**WHAT YOU SHOULD DO**. Transcribe the records below exactly as written, from the opening line through the line that contains "Static files come".

[[ ENTRIES PROVIDED open ]]

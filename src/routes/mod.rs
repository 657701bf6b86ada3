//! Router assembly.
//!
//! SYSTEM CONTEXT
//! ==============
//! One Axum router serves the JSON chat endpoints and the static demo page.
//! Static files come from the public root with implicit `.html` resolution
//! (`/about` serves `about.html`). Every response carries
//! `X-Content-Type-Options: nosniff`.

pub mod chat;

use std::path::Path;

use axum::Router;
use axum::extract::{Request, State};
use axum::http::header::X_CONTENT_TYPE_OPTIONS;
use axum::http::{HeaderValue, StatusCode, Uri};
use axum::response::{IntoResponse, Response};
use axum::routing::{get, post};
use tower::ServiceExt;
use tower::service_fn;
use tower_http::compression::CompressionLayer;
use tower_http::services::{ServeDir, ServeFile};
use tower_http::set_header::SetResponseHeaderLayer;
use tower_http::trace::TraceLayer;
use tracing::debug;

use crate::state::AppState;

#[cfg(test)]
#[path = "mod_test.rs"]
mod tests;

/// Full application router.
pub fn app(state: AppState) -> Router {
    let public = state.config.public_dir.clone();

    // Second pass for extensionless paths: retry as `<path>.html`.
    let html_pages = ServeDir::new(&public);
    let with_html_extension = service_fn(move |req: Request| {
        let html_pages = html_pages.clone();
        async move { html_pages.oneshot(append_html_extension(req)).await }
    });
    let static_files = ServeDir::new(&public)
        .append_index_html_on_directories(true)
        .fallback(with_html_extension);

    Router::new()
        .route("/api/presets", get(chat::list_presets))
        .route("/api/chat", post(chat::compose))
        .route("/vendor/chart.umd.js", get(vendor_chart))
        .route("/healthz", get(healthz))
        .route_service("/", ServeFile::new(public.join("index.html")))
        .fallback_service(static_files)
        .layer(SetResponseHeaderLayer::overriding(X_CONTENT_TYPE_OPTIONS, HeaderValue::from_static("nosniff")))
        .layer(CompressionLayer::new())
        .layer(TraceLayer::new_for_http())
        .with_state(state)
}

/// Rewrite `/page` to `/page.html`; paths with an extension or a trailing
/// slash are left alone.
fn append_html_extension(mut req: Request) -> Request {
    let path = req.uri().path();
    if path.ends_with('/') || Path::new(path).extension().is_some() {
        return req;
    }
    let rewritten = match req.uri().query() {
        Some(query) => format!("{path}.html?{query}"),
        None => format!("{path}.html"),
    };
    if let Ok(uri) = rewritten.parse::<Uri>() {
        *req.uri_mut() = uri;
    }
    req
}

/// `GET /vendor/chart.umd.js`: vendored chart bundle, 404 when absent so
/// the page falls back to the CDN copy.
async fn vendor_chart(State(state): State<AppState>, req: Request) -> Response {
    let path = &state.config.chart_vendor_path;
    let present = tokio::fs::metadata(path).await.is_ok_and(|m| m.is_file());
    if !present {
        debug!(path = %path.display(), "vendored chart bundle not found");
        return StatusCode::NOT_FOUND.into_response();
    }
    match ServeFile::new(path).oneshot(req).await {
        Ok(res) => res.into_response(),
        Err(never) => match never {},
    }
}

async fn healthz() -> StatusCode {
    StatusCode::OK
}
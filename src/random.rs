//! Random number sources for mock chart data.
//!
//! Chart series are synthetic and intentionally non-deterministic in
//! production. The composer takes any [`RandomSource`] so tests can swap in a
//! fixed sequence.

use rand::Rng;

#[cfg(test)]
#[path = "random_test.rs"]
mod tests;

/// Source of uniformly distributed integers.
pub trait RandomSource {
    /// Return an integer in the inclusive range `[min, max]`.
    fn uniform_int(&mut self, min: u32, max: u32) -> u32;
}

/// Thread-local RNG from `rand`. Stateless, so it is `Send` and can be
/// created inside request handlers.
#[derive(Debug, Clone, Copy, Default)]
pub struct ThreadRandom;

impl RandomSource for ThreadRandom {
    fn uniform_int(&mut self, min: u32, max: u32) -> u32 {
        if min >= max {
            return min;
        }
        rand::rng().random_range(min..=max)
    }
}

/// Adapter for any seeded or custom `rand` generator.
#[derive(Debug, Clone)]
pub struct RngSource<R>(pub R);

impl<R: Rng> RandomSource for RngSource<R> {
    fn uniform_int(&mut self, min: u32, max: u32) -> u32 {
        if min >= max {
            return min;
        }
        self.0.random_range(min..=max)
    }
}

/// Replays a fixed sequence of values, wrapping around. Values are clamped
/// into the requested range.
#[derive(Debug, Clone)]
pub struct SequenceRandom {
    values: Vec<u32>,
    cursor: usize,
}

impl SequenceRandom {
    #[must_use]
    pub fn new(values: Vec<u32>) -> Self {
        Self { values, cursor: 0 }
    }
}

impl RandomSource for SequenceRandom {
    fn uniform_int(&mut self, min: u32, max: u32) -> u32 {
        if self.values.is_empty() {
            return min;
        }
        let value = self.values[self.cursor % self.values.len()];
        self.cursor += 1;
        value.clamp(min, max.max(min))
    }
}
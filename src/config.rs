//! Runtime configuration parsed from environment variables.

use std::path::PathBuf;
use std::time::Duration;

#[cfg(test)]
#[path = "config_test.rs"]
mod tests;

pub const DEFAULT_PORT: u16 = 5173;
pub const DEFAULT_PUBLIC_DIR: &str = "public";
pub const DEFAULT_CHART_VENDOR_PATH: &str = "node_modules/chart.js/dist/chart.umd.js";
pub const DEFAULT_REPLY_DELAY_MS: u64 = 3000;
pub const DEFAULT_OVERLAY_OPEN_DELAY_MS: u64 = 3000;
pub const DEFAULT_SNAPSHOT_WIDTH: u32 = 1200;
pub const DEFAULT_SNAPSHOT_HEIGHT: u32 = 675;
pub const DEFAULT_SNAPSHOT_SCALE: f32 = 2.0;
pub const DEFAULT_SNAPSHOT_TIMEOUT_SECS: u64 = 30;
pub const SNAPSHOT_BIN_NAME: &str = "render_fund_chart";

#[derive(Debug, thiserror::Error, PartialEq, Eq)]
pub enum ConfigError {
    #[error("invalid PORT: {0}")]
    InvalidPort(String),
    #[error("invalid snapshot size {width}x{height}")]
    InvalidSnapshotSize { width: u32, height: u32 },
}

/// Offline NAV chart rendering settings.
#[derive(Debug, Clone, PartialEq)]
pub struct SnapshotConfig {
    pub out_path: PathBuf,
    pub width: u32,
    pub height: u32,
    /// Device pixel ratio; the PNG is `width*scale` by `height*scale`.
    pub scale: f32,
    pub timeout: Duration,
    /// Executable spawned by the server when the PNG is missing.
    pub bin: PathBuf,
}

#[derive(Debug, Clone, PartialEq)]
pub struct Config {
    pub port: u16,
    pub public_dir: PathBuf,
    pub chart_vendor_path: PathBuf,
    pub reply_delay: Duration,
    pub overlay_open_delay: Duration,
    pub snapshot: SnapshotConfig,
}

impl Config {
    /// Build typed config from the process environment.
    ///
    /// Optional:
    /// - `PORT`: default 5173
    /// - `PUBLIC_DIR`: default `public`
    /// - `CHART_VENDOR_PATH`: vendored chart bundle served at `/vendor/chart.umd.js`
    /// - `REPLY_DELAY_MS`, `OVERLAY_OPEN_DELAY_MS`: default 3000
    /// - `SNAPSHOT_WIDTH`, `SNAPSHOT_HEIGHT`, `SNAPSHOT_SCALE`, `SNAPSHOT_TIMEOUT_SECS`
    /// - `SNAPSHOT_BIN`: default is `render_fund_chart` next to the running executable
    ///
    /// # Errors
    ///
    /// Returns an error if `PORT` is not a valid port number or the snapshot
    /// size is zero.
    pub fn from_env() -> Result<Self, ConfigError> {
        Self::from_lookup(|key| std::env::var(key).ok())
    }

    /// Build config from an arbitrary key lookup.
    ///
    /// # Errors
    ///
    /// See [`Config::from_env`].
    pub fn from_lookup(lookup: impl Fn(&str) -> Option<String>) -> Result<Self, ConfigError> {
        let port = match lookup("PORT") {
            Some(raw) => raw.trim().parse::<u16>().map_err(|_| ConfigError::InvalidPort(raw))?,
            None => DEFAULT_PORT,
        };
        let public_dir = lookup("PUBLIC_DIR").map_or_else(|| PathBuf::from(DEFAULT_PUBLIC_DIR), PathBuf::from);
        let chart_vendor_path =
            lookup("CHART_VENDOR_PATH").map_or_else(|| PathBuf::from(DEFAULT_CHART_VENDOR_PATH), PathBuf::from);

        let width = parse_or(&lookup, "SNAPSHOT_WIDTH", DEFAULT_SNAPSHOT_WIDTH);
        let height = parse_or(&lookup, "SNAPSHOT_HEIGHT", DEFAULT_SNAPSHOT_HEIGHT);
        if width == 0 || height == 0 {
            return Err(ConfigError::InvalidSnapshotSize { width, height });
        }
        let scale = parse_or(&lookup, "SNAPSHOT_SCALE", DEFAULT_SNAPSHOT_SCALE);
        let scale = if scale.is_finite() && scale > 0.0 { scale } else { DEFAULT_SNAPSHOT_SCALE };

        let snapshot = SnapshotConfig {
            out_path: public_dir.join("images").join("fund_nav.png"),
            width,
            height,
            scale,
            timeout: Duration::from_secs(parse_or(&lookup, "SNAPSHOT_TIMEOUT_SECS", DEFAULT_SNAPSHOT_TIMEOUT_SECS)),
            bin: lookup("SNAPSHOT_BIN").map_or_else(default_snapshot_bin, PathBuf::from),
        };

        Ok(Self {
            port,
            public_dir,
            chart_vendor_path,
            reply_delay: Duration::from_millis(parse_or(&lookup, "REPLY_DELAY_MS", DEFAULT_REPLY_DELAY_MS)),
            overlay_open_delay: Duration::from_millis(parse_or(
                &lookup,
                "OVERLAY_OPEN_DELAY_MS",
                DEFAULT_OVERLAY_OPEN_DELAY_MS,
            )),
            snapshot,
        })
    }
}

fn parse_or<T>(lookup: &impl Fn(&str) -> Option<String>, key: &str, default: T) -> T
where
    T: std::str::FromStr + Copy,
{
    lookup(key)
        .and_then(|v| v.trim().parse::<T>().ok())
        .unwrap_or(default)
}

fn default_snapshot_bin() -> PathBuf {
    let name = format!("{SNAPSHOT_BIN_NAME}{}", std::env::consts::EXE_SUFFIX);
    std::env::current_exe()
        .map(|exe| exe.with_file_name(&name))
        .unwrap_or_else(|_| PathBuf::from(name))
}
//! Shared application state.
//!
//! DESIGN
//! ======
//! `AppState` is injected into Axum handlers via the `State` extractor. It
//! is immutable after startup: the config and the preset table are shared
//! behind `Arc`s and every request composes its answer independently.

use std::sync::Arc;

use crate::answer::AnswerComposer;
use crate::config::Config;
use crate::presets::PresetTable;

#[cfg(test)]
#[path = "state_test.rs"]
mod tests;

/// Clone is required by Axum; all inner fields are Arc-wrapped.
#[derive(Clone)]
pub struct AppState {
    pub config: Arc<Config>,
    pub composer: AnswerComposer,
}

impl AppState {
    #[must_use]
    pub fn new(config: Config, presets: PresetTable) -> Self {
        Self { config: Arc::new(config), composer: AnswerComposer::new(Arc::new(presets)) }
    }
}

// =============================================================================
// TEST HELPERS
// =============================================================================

[[ ENTRIES PROVIDED closed ]]

**WRITTEN RESPONSE**.
filename src/routes/mod.rs
repository 657701bf6b86ada3
//! Router assembly.
//!
//! SYSTEM CONTEXT
//! ==============
//! One Axum router serves the JSON chat endpoints and the static demo page.
//! Static files come from the public root with implicit `.html` resolution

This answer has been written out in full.